Scan the records below. List lines holding "Lazy".

─── Data extract ───

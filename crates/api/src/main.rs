use std::sync::Arc;

use anyhow::Context;

use critica_api::app::{build_app, services::build_services};
use critica_api::config::AppConfig;
use critica_auth::Hs256Jwt;

#[tokio::main]
async fn main() -> anyhow::Result<()> {
    let config = AppConfig::load().context("failed to load configuration")?;
    critica_observability::init(&config.logging);
    config.validate().context("invalid configuration")?;

    let jwt = Arc::new(Hs256Jwt::new(config.auth.jwt_secret.as_bytes()));
    let services = Arc::new(build_services(&config, jwt.clone()).await?);
    let app = build_app(services, jwt);

    let listener = tokio::net::TcpListener::bind(&config.server.bind)
        .await
        .with_context(|| format!("failed to bind {}", config.server.bind))?;

    tracing::info!("listening on {}", listener.local_addr()?);

    axum::serve(listener, app).await?;
    Ok(())
}
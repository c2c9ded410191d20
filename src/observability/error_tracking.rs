use tracing::error;
use uuid::Uuid;

/// Logs an unexpected server error and returns the event id attached to the log line.
/// Statuses below 500 are ignored.
pub fn capture_unexpected_5xx(
    path: &str,
    method: &str,
    status: u16,
    request_id: &str,
) -> Option<Uuid> {
    if status < 500 {
        return None;
    }

    let event_id = Uuid::new_v4();
    error!(
        tracking_backend = "log",
        event_id = %event_id,
        request_id = %request_id,
        method = %method,
        path = %path,
        status = status,
        "unexpected server error"
    );
    Some(event_id)
}
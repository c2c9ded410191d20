use super::app_error::AppError;

pub(super) fn map_database_error(
    code: Option<&str>,
    constraint: Option<&str>,
    message: &str,
) -> Option<AppError> {
    match code {
        Some("23505") => Some(AppError::Conflict(
            conflict_message_from_constraint(constraint).to_string(),
        )),
        Some("23502") => Some(AppError::validation_error(
            required_field_message_from_db(message)
                .unwrap_or_else(|| "required field is missing".to_string()),
        )),
        Some("23514") => Some(AppError::validation_error(
            check_violation_message(constraint)
                .unwrap_or("request violates validation rules")
                .to_string(),
        )),
        Some("22P02") => Some(AppError::validation_error("invalid input format")),
        Some("08001") | Some("08006") => Some(AppError::database_unavailable(
            "Unable to connect to database. Please try again later.",
        )),
        Some("53300") => Some(AppError::database_unavailable(
            "Service temporarily unavailable. Please try again later.",
        )),
        Some("55P03") => Some(AppError::Conflict(
            "Resource is currently locked. Please try again.".to_string(),
        )),
        _ => None,
    }
}

pub(super) fn conflict_message_from_constraint(constraint: Option<&str>) -> &'static str {
    match constraint {
        Some("masjids_masjid_id_key") => "masjid id already assigned",
        Some("masjids_pkey") => "masjid already exists",
        _ => "resource already exists",
    }
}

pub(super) fn check_violation_message(constraint: Option<&str>) -> Option<&'static str> {
    match constraint {
        Some("masjids_masjid_name_check") => Some("masjidName is required"),
        Some("masjids_masjid_area_check") => Some("masjidArea is required"),
        Some("masjids_masjid_time_check") => Some("masjidTime is required"),
        Some("masjids_location_check") => Some("location is required"),
        _ => None,
    }
}

pub(super) fn required_field_message_from_db(message: &str) -> Option<String> {
    let marker = "column \"";
    let start = message.find(marker)?;
    let rest = &message[start + marker.len()..];
    let end = rest.find('"')?;
    Some(format!("{} is required", &rest[..end]))
}
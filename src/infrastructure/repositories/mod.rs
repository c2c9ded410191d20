mod masjid_repository;
mod traits;

pub use masjid_repository::MasjidRepositoryImpl;
pub use traits::MasjidRepository;
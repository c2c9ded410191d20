//! Coordinates embedded in map links and great-circle distances between them.

use once_cell::sync::Lazy;
use regex::Regex;
use serde::{Deserialize, Serialize};

pub const EARTH_RADIUS_KM: f64 = 6371.0;

const MAPS_BASE_URL: &str = "https://maps.google.com/?q=";

// Both halves need a decimal point, so `q=40,-73` does not match.
static MAP_QUERY_COORDINATES: Lazy<Regex> = Lazy::new(|| {
    Regex::new(r"q=(-?[0-9]+\.[0-9]+),\s*(-?[0-9]+\.[0-9]+)")
        .expect("map query pattern should compile")
});

/// A latitude/longitude pair in decimal degrees.
#[derive(Debug, Clone, Copy, PartialEq, Serialize, Deserialize)]
pub struct Coordinates {
    pub latitude: f64,
    pub longitude: f64,
}

impl Coordinates {
    pub const fn new(latitude: f64, longitude: f64) -> Self {
        Self {
            latitude,
            longitude,
        }
    }
}

/// Pulls the `q=<lat>,<lng>` pair out of a map link.
///
/// The pattern may appear anywhere in the string. Anything that does not carry
/// it, including the empty string, yields `None`.
pub fn extract_coordinates(location: &str) -> Option<Coordinates> {
    let captures = MAP_QUERY_COORDINATES.captures(location)?;
    let latitude = captures.get(1)?.as_str().parse::<f64>().ok()?;
    let longitude = captures.get(2)?.as_str().parse::<f64>().ok()?;
    // Very long digit runs overflow to infinity.
    (latitude.is_finite() && longitude.is_finite())
        .then(|| Coordinates::new(latitude, longitude))
}

/// Haversine distance in kilometers on a sphere of radius [`EARTH_RADIUS_KM`].
///
/// Inputs are not range checked; out-of-range degrees still produce a number.
pub fn haversine_km(from: Coordinates, to: Coordinates) -> f64 {
    let d_lat = (to.latitude - from.latitude).to_radians();
    let d_lng = (to.longitude - from.longitude).to_radians();

    let a = (d_lat / 2.0).sin().powi(2)
        + from.latitude.to_radians().cos()
            * to.latitude.to_radians().cos()
            * (d_lng / 2.0).sin().powi(2);
    // Rounding can push `a` just past 1 for antipodal points.
    let a = a.clamp(0.0, 1.0);
    let c = 2.0 * a.sqrt().atan2((1.0 - a).sqrt());

    EARTH_RADIUS_KM * c
}

/// Builds the map link stored in `location` from the raw latitude and longitude text.
pub fn maps_link(latitude: &str, longitude: &str) -> String {
    format!("{MAPS_BASE_URL}{latitude},{longitude}")
}
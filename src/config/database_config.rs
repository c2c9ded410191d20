use serde::Deserialize;

use super::ConfigError;

#[derive(Debug, Deserialize, Clone)]
pub struct DatabaseConfig {
    pub url: String,
    #[serde(default = "crate::config::defaults::default_db_max_connections")]
    pub max_connections: u32,
    #[serde(default = "crate::config::defaults::default_db_min_connections")]
    pub min_connections: u32,
    #[serde(default = "crate::config::defaults::default_db_acquire_timeout_seconds")]
    pub acquire_timeout_seconds: u64,
}

impl DatabaseConfig {
    pub fn validate(&self) -> Result<(), ConfigError> {
        if self.max_connections == 0 {
            return Err(ConfigError::Invalid(
                "database.max_connections must be at least 1".to_string(),
            ));
        }

        if self.min_connections > self.max_connections {
            return Err(ConfigError::Invalid(
                "database.min_connections cannot exceed database.max_connections".to_string(),
            ));
        }

        Ok(())
    }
}
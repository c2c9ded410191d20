//! CORS allowlist behaviour for the directory frontends.

use actix_web::http::{header, Method, StatusCode};
use actix_web::{test as actix_test, web, App, HttpResponse};
use masjid_directory::config::SecurityConfig;
use masjid_directory::security::cors_middleware;

fn config() -> SecurityConfig {
    SecurityConfig {
        cors_allowed_origins: vec![
            "http://localhost:5173".to_string(),
            "https://jummah.muzammil.xyz".to_string(),
        ],
        metrics_allow_private_only: true,
        metrics_admin_token: None,
    }
}

#[actix_rt::test]
async fn test_cors_allows_listed_origin() {
    let app = actix_test::init_service(
        App::new()
            .wrap(cors_middleware(&config()))
            .route("/", web::get().to(HttpResponse::Ok)),
    )
    .await;

    let req = actix_test::TestRequest::get()
        .uri("/")
        .insert_header((header::ORIGIN, "https://jummah.muzammil.xyz"))
        .to_request();
    let resp = actix_test::call_service(&app, req).await;

    assert_eq!(resp.status(), StatusCode::OK);
    assert_eq!(
        resp.headers()
            .get(header::ACCESS_CONTROL_ALLOW_ORIGIN)
            .and_then(|v| v.to_str().ok()),
        Some("https://jummah.muzammil.xyz")
    );
}

#[actix_rt::test]
async fn test_cors_preflight_allows_put_and_delete() {
    let app = actix_test::init_service(
        App::new()
            .wrap(cors_middleware(&config()))
            .route("/", web::put().to(HttpResponse::Ok)),
    )
    .await;

    for method in ["PUT", "DELETE"] {
        let req = actix_test::TestRequest::default()
            .method(Method::OPTIONS)
            .uri("/")
            .insert_header((header::ORIGIN, "http://localhost:5173"))
            .insert_header((header::ACCESS_CONTROL_REQUEST_METHOD, method))
            .to_request();
        let resp = actix_test::call_service(&app, req).await;

        assert_eq!(resp.status(), StatusCode::OK, "{method}");
        assert!(resp
            .headers()
            .contains_key(header::ACCESS_CONTROL_ALLOW_METHODS));
    }
}

#[actix_rt::test]
async fn test_cors_omits_headers_for_unlisted_origin() {
    let app = actix_test::init_service(
        App::new()
            .wrap(cors_middleware(&config()))
            .route("/", web::get().to(HttpResponse::Ok)),
    )
    .await;

    let req = actix_test::TestRequest::get()
        .uri("/")
        .insert_header((header::ORIGIN, "https://evil.example"))
        .to_request();
    let resp = actix_test::try_call_service(&app, req).await;

    match resp {
        Ok(resp) => assert!(resp
            .headers()
            .get(header::ACCESS_CONTROL_ALLOW_ORIGIN)
            .is_none()),
        Err(err) => assert_eq!(
            err.as_response_error().status_code(),
            StatusCode::BAD_REQUEST
        ),
    }
}
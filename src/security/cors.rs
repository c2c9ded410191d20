use crate::config::SecurityConfig;
use actix_cors::Cors;

pub fn cors_middleware(config: &SecurityConfig) -> Cors {
    let allowlist = config.cors_allowed_origins.clone();

    Cors::default()
        .allow_any_header()
        .allowed_methods(vec!["GET", "POST", "PUT", "DELETE", "OPTIONS"])
        .allowed_origin_fn(move |origin, _| {
            origin
                .to_str()
                .map(|value| allowlist.iter().any(|allowed| allowed == value))
                .unwrap_or(false)
        })
        .max_age(3600)
}
pub mod api;
pub mod application;
pub mod config;
pub mod domain;
pub mod error;
pub mod infrastructure;
pub mod middleware;
pub mod observability;
pub mod security;
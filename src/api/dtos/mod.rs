pub mod common;
pub mod masjid_dto;

pub use common::*;
pub use masjid_dto::*;
pub mod db;
pub mod repositories;
use validator::{ValidationErrors, ValidationErrorsKind};

use super::app_error::{AppError, ValidationIssue};
use super::db_mapping::map_database_error;

impl From<anyhow::Error> for AppError {
    fn from(err: anyhow::Error) -> Self {
        AppError::InternalError(err)
    }
}

impl From<sqlx::Error> for AppError {
    fn from(err: sqlx::Error) -> Self {
        match err {
            sqlx::Error::Io(_) => AppError::database_unavailable(
                "Unable to connect to database. Please try again later.",
            ),
            sqlx::Error::PoolTimedOut | sqlx::Error::PoolClosed => AppError::database_unavailable(
                "Service temporarily unavailable. Please try again later.",
            ),
            sqlx::Error::Database(database_error) => {
                let mapped = map_database_error(
                    database_error.code().as_deref(),
                    database_error.constraint(),
                    database_error.message(),
                );
                mapped.unwrap_or_else(|| {
                    AppError::DatabaseError(sqlx::Error::Database(database_error))
                })
            }
            other => AppError::DatabaseError(other),
        }
    }
}

impl From<ValidationErrors> for AppError {
    fn from(err: ValidationErrors) -> Self {
        let mut issues = Vec::new();
        collect_validation_issues(None, &err, &mut issues);
        issues.sort_by(|left, right| {
            left.field
                .cmp(&right.field)
                .then(left.code.cmp(&right.code))
        });

        let message = match issues.as_slice() {
            [issue] => issue.message.clone(),
            _ => "Request validation failed".to_string(),
        };

        AppError::ValidationError { message, issues }
    }
}

pub(super) fn collect_validation_issues(
    prefix: Option<String>,
    errors: &ValidationErrors,
    out: &mut Vec<ValidationIssue>,
) {
    for (field, kind) in errors.errors() {
        let path = match &prefix {
            Some(prefix) => format!("{prefix}.{field}"),
            None => field.to_string(),
        };

        match kind {
            ValidationErrorsKind::Field(field_errors) => {
                out.extend(field_errors.iter().map(|error| ValidationIssue {
                    field: path.clone(),
                    message: error
                        .message
                        .as_ref()
                        .map(|message| message.to_string())
                        .unwrap_or_else(|| format!("{path} is invalid")),
                    code: error.code.to_string(),
                }));
            }
            ValidationErrorsKind::Struct(nested) => {
                collect_validation_issues(Some(path), nested, out);
            }
            ValidationErrorsKind::List(nested_items) => {
                for (index, nested) in nested_items {
                    collect_validation_issues(Some(format!("{path}[{index}]")), nested, out);
                }
            }
        }
    }
}
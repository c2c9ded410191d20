//! Helpers for attaching request context to log lines.
use actix_web::dev::ServiceRequest;
use actix_web::http::header;
use tracing::Span;

pub const REQUEST_ID_HEADER: &str = "x-request-id";

/// Reuses an incoming `x-request-id` when it is a sane token, otherwise mints one.
pub fn request_id_for(req: &ServiceRequest) -> String {
    req.headers()
        .get(REQUEST_ID_HEADER)
        .and_then(|value| value.to_str().ok())
        .map(str::trim)
        .filter(|value| {
            !value.is_empty()
                && value.len() <= 128
                && value
                    .chars()
                    .all(|ch| ch.is_ascii_alphanumeric() || ch == '-' || ch == '_')
        })
        .map(str::to_string)
        .unwrap_or_else(|| uuid::Uuid::new_v4().to_string())
}

/// Client address as seen by actix. Forwarded headers only count when the
/// server is configured to trust them, so a raw `X-Forwarded-For` is ignored.
pub fn get_client_ip(req: &ServiceRequest) -> String {
    req.connection_info()
        .realip_remote_addr()
        .map(|addr| addr.to_string())
        .unwrap_or_else(|| "unknown".to_string())
}

pub fn get_user_agent(req: &ServiceRequest) -> String {
    req.headers()
        .get(header::USER_AGENT)
        .and_then(|h| h.to_str().ok())
        .unwrap_or("unknown")
        .to_string()
}

pub fn create_request_span(
    request_id: &str,
    method: &str,
    path: &str,
    client_ip: &str,
    user_agent: &str,
) -> Span {
    tracing::info_span!(
        "request",
        request_id = %request_id,
        method = %method,
        path = %path,
        client_ip = %client_ip,
        user_agent = %user_agent
    )
}

/// HTTP status class for grouping (2xx, 3xx, 4xx, 5xx)
pub fn get_status_class(status: u16) -> &'static str {
    match status {
        200..=299 => "2xx",
        300..=399 => "3xx",
        400..=499 => "4xx",
        500..=599 => "5xx",
        _ => "unknown",
    }
}
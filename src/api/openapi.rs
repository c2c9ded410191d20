use utoipa::OpenApi;

#[derive(OpenApi)]
#[openapi(
    paths(
        // Masjid directory
        crate::api::routes::masjids::list_masjids,
        crate::api::routes::masjids::get_masjid,
        crate::api::routes::masjids::add_masjid,
        crate::api::routes::masjids::update_masjid,
        crate::api::routes::masjids::delete_masjid,
        crate::api::routes::masjids::delete_all_masjids,
        crate::api::routes::masjids::bulk_create_masjids,
        // Health check
        crate::api::routes::health,
        crate::api::routes::ready,
    ),
    components(
        schemas(
            crate::api::dtos::masjid_dto::CreateMasjidRequest,
            crate::api::dtos::masjid_dto::UpdateMasjidRequest,
            crate::api::dtos::masjid_dto::MasjidResponse,
            crate::api::dtos::masjid_dto::MessageResponse,
            crate::api::dtos::masjid_dto::MasjidCreatedResponse,
            crate::api::dtos::masjid_dto::BulkMasjidsCreatedResponse,
            crate::api::dtos::common::ErrorResponse,
            crate::api::dtos::common::RouteNotFoundResponse,
        )
    ),
    tags(
        (name = "masjids", description = "Masjid directory and Jumu'ah times"),
        (name = "health", description = "Health check endpoints"),
    ),
    info(
        title = "Masjid Directory API",
        version = "0.1.0",
        description = "Masjid listing with prayer times, ranked by distance from the caller",
        license(name = "MIT")
    )
)]
pub struct ApiDoc;
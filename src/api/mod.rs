pub mod dtos;
pub mod openapi;
pub mod routes;
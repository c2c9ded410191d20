use serde::Deserialize;

#[derive(Debug, Deserialize, Clone)]
pub struct SecurityConfig {
    #[serde(default = "crate::config::defaults::default_cors_allowed_origins")]
    pub cors_allowed_origins: Vec<String>,
    #[serde(default = "crate::config::defaults::default_metrics_allow_private_only")]
    pub metrics_allow_private_only: bool,
    #[serde(default)]
    pub metrics_admin_token: Option<String>,
}

impl Default for SecurityConfig {
    fn default() -> Self {
        Self {
            cors_allowed_origins: crate::config::defaults::default_cors_allowed_origins(),
            metrics_allow_private_only: crate::config::defaults::default_metrics_allow_private_only(),
            metrics_admin_token: None,
        }
    }
}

───

**Worked solution:**
use once_cell::sync::Lazy;
static MAP_QUERY_COORDINATES: Lazy<Regex> = Lazy::new(|| {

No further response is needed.